W dobie internetu oraz telefonów komórkowych z aparatami i kamerami już nic nie można ukryć. Szczególnie, gdy chodzi o coś tak dużego, jak samochód.
Volkswagen planował zaprezentowanie modelu Routan w trakcie Chicago Auto Show, jednak interneuci już teraz wiedzą, jak wygląda najnowszy van z Wolfsburga, bowiem zdjęcia auta wyciekły tuż przed premierą.
Charakterystyczna atrapa oraz kształt przednich świateł pozwala bez trudu rozpoznać jaka firma wyprodukowała Routana.
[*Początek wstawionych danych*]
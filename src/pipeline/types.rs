//! Shared types for the submission pipeline.

use serde::{Deserialize, Serialize};

use crate::error::PipelineError;
use crate::wizard::model::FormState;

use super::artifact::ArtifactHandle;

// ── Outbound request ────────────────────────────────────────────────

/// Body posted to the schedule service.
///
/// Built fresh for every attempt from an immutable [`FormState`] snapshot.
/// There is no phone field: the contact number never leaves the wizard.
#[derive(Debug, Clone, PartialEq, Serialize)]
pub struct SubmissionRequest {
    pub name: String,
    pub daily_hours: f64,
    pub weekly_days: u8,
    pub knowledge_level: String,
    pub program_format: String,
    pub objective: String,
    /// Name of the document being generated. Sent only when it replaces
    /// `objective`.
    #[serde(skip)]
    pub label: String,
}

impl SubmissionRequest {
    pub fn from_form(form: &FormState, label_as_objective: bool) -> Self {
        let name = form.name.trim().to_string();
        let label = artifact_label(&name);
        let objective = if label_as_objective {
            label.clone()
        } else {
            form.objective.wire_value().to_string()
        };
        Self {
            name,
            daily_hours: form.daily_hours,
            weekly_days: form.weekly_days,
            knowledge_level: form.knowledge_level.wire_value().to_string(),
            program_format: form.program_format.wire_value().to_string(),
            objective,
            label,
        }
    }
}

/// Label naming the generated document for a given person.
pub fn artifact_label(name: &str) -> String {
    format!("Cronograma de Estudo - {name}")
}

// ── Inbound response ────────────────────────────────────────────────

/// Raw submission response, before interpretation.
#[derive(Debug, Clone)]
pub struct RawResponse {
    pub content_type: Option<String>,
    pub body: Vec<u8>,
}

/// What the submission response points at.
#[derive(Debug, Clone, PartialEq, Eq)]
pub enum ArtifactLocator {
    /// Document to be fetched with a `GET`.
    Remote(String),
    /// The response already was the document.
    Inline(Vec<u8>),
}

// ── Outcome ─────────────────────────────────────────────────────────

/// Pipeline stage, for error attribution.
#[derive(Debug, Clone, Copy, PartialEq, Eq, Serialize, Deserialize)]
#[serde(rename_all = "snake_case")]
pub enum Stage {
    Validation,
    Submission,
    Interpretation,
    ArtifactFetch,
    Materialization,
}

impl std::fmt::Display for Stage {
    fn fmt(&self, f: &mut std::fmt::Formatter<'_>) -> std::fmt::Result {
        let s = match self {
            Self::Validation => "validation",
            Self::Submission => "submission",
            Self::Interpretation => "interpretation",
            Self::ArtifactFetch => "artifact_fetch",
            Self::Materialization => "materialization",
        };
        write!(f, "{s}")
    }
}

/// Error taxonomy surfaced to the presenter.
#[derive(Debug, Clone, Copy, PartialEq, Eq, Serialize, Deserialize)]
#[serde(rename_all = "snake_case")]
pub enum ErrorKind {
    Validation,
    Service,
    MalformedResponse,
    ArtifactFetch,
    Materialization,
    Timeout,
}

/// Failure details carried by [`PipelineOutcome::Failure`].
#[derive(Debug, Clone, PartialEq, Eq, Serialize, Deserialize)]
pub struct ErrorInfo {
    pub stage: Stage,
    pub kind: ErrorKind,
    pub message: String,
}

impl From<&PipelineError> for ErrorInfo {
    fn from(err: &PipelineError) -> Self {
        Self {
            stage: err.stage(),
            kind: err.kind(),
            message: err.to_string(),
        }
    }
}

/// Result of one pipeline run. Exactly one per run.
#[derive(Debug, Clone)]
pub enum PipelineOutcome {
    Success(ArtifactHandle),
    Failure(ErrorInfo),
}

impl PipelineOutcome {
    pub fn is_success(&self) -> bool {
        matches!(self, Self::Success(_))
    }

    pub fn artifact(&self) -> Option<&ArtifactHandle> {
        match self {
            Self::Success(handle) => Some(handle),
            Self::Failure(_) => None,
        }
    }

    pub fn error(&self) -> Option<&ErrorInfo> {
        match self {
            Self::Success(_) => None,
            Self::Failure(info) => Some(info),
        }
    }
}

impl From<Result<ArtifactHandle, PipelineError>> for PipelineOutcome {
    fn from(result: Result<ArtifactHandle, PipelineError>) -> Self {
        match result {
            Ok(handle) => Self::Success(handle),
            Err(err) => Self::Failure(ErrorInfo::from(&err)),
        }
    }
}

#[cfg(test)]
mod tests {
    use super::*;
    use crate::wizard::model::{KnowledgeLevel, Objective};

    fn form() -> FormState {
        FormState {
            name: " Ana Souza ".into(),
            phone: "5521999998888".into(),
            daily_hours: 2.5,
            weekly_days: 3,
            knowledge_level: KnowledgeLevel::Advanced,
            objective: Objective::Money,
            ..Default::default()
        }
    }

    #[test]
    fn request_body_has_exactly_the_contract_fields() {
        let request = SubmissionRequest::from_form(&form(), false);
        let json = serde_json::to_value(&request).unwrap();
        let obj = json.as_object().unwrap();

        let mut keys: Vec<&str> = obj.keys().map(String::as_str).collect();
        keys.sort();
        assert_eq!(
            keys,
            ["daily_hours", "knowledge_level", "name", "objective", "program_format", "weekly_days"]
        );
        assert_eq!(json["name"], "Ana Souza");
        assert_eq!(json["daily_hours"], 2.5);
        assert_eq!(json["weekly_days"], 3);
        assert_eq!(json["knowledge_level"], "Avançado");
        assert_eq!(json["program_format"], "default");
        assert_eq!(json["objective"], "Dinheiro");
        assert!(!json.to_string().contains("5521999998888"));
    }

    #[test]
    fn label_can_replace_objective() {
        let request = SubmissionRequest::from_form(&form(), true);
        assert_eq!(request.label, "Cronograma de Estudo - Ana Souza");
        assert_eq!(request.objective, request.label);
    }

    #[test]
    fn error_info_from_pipeline_error() {
        let err = PipelineError::MalformedResponse {
            reason: "no locator".into(),
        };
        let info = ErrorInfo::from(&err);
        assert_eq!(info.stage, Stage::Interpretation);
        assert_eq!(info.kind, ErrorKind::MalformedResponse);
        assert!(info.message.contains("no locator"));
    }

    #[test]
    fn stage_display_matches_serde() {
        for stage in [
            Stage::Validation,
            Stage::Submission,
            Stage::Interpretation,
            Stage::ArtifactFetch,
            Stage::Materialization,
        ] {
            assert_eq!(
                format!("\"{stage}\""),
                serde_json::to_string(&stage).unwrap()
            );
        }
    }
}
//! Result presenter — what the user sees once a submission finishes.

use std::path::{Path, PathBuf};

use chrono::{DateTime, Utc};
use serde::Serialize;
use tracing::warn;
use uuid::Uuid;

use crate::config::PlannerConfig;
use crate::error::ArtifactError;
use crate::pipeline::{ArtifactHandle, ErrorKind, PipelineOutcome, Stage};
use crate::wizard::prompts::screen;
use crate::wizard::state::WizardStep;

/// Shown when the failure carries no message of its own.
const FALLBACK_ERROR_MESSAGE: &str = "Erro de conexão com o servidor";

const SUPPORT_SUBJECT: &str = "Erro na geração de cronograma";

/// View model for the result screens.
#[derive(Debug, Clone, Serialize)]
#[serde(tag = "status", rename_all = "snake_case")]
pub enum ResultView {
    Ready(SuccessView),
    Failed(FailureView),
}

#[derive(Debug, Clone, Serialize)]
pub struct SuccessView {
    pub title: &'static str,
    pub subtitle: &'static str,
    pub artifact_id: Uuid,
    pub bytes: usize,
    /// Fixed name the document is downloaded under.
    pub file_name: String,
    /// Embeddable preview source; `None` once the artifact is released.
    pub preview_source: Option<String>,
    pub source_url: Option<String>,
    pub created_at: DateTime<Utc>,
    #[serde(skip)]
    handle: ArtifactHandle,
}

impl SuccessView {
    pub fn handle(&self) -> &ArtifactHandle {
        &self.handle
    }

    /// Copy the document into `dir` under the download file name.
    pub async fn save_to(&self, dir: &Path) -> Result<PathBuf, ArtifactError> {
        self.handle.save_as(dir, &self.file_name).await
    }
}

#[derive(Debug, Clone, Serialize)]
pub struct FailureView {
    pub title: &'static str,
    pub explanation: &'static str,
    /// The underlying error, verbatim.
    pub message: String,
    pub stage: Stage,
    pub kind: ErrorKind,
    pub retry_available: bool,
    /// `mailto:` link for out-of-band support.
    pub support_link: String,
}

/// Turns pipeline outcomes into result views.
#[derive(Debug, Clone)]
pub struct ResultPresenter {
    download_file_name: String,
    support_email: String,
}

impl ResultPresenter {
    pub fn new(config: &PlannerConfig) -> Self {
        Self {
            download_file_name: config.download_file_name.clone(),
            support_email: config.support_email.clone(),
        }
    }

    pub fn present(&self, outcome: &PipelineOutcome) -> ResultView {
        match outcome {
            PipelineOutcome::Success(handle) => {
                let copy = screen(WizardStep::Success);
                ResultView::Ready(SuccessView {
                    title: copy.title,
                    subtitle: copy.subtitle.unwrap_or_default(),
                    artifact_id: handle.id(),
                    bytes: handle.len(),
                    file_name: self.download_file_name.clone(),
                    preview_source: handle.preview_source().ok(),
                    source_url: handle.source_url().map(String::from),
                    created_at: handle.created_at(),
                    handle: handle.clone(),
                })
            }
            PipelineOutcome::Failure(info) => {
                let copy = screen(WizardStep::Error);
                let message = if info.message.trim().is_empty() {
                    FALLBACK_ERROR_MESSAGE.to_string()
                } else {
                    info.message.clone()
                };
                ResultView::Failed(FailureView {
                    title: copy.title,
                    explanation: copy.subtitle.unwrap_or_default(),
                    message,
                    stage: info.stage,
                    kind: info.kind,
                    retry_available: true,
                    support_link: self.support_link(),
                })
            }
        }
    }

    pub fn download_file_name(&self) -> &str {
        &self.download_file_name
    }

    fn support_link(&self) -> String {
        let address = format!("mailto:{}", self.support_email);
        match reqwest::Url::parse(&address) {
            Ok(mut url) => {
                url.query_pairs_mut().append_pair("subject", SUPPORT_SUBJECT);
                url.to_string()
            }
            Err(e) => {
                warn!(email = %self.support_email, error = %e, "Support address is not a valid mailto URL");
                address
            }
        }
    }
}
Do napędu masywnego pojazdu posłuży sześciocylindrowy silnik o pojemności 3,8 litra. Maszynownia zapewni w graniach 200 KM oraz moment obrotowy na poziomie 310 Nm. Alternatywą będzie czterolitrowa jednostka napędowa, która może wytworzyć 250 KM i 351 Nm. Przeniesieniem napędu w obu wariantach zajmie się automatyczna skrzynia z sześcioma przełożeniami.
Wyposażenie skonfigurowano tak, by pasażerowie nie czuli znużenia nawet najdłuższą podróżą.
Zasiadający w drugim i trzecim rzędzie siedzeń mogą delektować się filmami wyświetlanymi na dwóch, 9-calowych ekranach, korzystając przy okazji z bezprzewodowych słuchawek oraz używając pilota do sterowania pokładowym centrum rozrywki. Na liście wyposażenia jest też nawigacja z dotykowym panelem, a nawet 13 uchwytów na kubki! Nie mogło również zabraknąć ABS-u, ESP, kontroli trakcji i kompletu airbagów.
Zajmowanie miejsca w kabinie ułatwią odsuwane drzwi po obu stronach karoserii, które są wspomagane przez elektryczne siłowniki. Kabina – tradycyjnie dla Volkswagena – zostanie wykończona materiałami wysokiej próby.
Za Oceanem Routan będzie kosztował około 25 000 euro, a sprzedaż ruszy jeszcze w tym roku.